ASSIGNMENT
List every line in this data where the string "that" occurs.

***** THE DATA

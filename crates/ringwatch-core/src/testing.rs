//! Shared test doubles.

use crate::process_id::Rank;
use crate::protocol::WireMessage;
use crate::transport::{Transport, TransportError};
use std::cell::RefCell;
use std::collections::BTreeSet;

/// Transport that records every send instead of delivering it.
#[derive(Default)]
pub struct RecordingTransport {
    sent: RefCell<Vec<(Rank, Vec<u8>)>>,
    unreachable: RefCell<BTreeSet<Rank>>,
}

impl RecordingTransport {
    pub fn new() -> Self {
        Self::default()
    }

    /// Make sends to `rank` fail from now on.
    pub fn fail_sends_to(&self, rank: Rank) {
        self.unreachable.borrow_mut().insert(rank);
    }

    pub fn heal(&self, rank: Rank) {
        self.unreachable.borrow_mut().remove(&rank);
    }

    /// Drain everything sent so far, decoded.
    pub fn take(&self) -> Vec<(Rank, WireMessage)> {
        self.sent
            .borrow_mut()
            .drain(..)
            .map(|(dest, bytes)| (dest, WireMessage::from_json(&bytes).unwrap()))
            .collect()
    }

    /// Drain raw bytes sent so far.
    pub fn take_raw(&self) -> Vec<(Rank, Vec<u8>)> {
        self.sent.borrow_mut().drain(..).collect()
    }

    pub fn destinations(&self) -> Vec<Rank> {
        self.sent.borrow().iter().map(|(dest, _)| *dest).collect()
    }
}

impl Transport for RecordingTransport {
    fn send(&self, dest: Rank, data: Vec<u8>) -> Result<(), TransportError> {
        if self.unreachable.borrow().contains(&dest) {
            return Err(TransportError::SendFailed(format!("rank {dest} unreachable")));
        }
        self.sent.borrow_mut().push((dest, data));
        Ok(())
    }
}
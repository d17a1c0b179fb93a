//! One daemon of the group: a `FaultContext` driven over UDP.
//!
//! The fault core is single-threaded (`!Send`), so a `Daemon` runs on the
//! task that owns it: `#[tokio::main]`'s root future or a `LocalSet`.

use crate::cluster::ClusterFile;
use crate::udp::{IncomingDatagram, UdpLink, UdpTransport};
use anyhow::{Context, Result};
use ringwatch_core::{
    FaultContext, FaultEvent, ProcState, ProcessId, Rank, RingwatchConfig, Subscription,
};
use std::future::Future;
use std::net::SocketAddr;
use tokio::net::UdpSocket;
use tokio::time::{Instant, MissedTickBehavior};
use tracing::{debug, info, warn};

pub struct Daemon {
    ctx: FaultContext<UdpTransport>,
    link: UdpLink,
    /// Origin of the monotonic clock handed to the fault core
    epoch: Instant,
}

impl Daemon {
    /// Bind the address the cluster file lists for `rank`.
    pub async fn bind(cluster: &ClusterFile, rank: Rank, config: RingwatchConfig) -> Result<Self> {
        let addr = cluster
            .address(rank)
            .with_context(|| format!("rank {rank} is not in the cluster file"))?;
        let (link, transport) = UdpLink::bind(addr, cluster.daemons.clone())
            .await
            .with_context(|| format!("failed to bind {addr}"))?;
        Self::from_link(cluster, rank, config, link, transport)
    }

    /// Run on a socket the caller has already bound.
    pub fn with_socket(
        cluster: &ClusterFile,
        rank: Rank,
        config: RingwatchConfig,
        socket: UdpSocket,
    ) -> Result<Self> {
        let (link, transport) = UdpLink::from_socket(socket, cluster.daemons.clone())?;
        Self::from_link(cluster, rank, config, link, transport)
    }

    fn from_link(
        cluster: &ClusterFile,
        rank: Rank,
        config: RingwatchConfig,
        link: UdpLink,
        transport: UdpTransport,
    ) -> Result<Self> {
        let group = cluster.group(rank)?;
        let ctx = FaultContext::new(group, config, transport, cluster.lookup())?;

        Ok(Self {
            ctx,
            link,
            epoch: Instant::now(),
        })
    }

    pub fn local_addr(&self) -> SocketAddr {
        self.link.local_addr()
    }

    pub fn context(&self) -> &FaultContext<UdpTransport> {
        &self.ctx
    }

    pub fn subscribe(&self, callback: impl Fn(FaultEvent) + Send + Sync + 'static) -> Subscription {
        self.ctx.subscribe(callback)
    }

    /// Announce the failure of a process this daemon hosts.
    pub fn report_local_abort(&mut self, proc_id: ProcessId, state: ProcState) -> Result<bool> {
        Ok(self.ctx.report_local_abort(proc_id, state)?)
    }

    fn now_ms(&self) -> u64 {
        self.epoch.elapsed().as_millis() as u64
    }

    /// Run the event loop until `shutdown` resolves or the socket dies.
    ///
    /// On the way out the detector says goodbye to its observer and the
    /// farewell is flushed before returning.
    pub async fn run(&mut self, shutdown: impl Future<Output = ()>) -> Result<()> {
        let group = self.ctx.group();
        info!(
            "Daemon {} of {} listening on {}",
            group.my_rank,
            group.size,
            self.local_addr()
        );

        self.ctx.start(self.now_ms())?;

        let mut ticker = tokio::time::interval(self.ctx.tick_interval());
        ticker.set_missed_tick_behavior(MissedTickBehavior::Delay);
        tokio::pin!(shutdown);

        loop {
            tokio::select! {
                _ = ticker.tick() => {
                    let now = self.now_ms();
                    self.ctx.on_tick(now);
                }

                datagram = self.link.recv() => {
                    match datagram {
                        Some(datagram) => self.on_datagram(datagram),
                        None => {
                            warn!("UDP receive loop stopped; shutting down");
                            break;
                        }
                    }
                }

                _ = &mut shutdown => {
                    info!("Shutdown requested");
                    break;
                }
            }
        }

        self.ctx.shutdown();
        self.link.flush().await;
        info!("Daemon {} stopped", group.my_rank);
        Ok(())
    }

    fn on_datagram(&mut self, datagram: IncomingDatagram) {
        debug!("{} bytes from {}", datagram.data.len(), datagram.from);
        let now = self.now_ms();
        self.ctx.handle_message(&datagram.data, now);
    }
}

**********

EXERCISE RESPONSE
/// Transport that records every send instead of delivering it.
//! task that owns it: `#[tokio::main]`'s root future or a `LocalSet`.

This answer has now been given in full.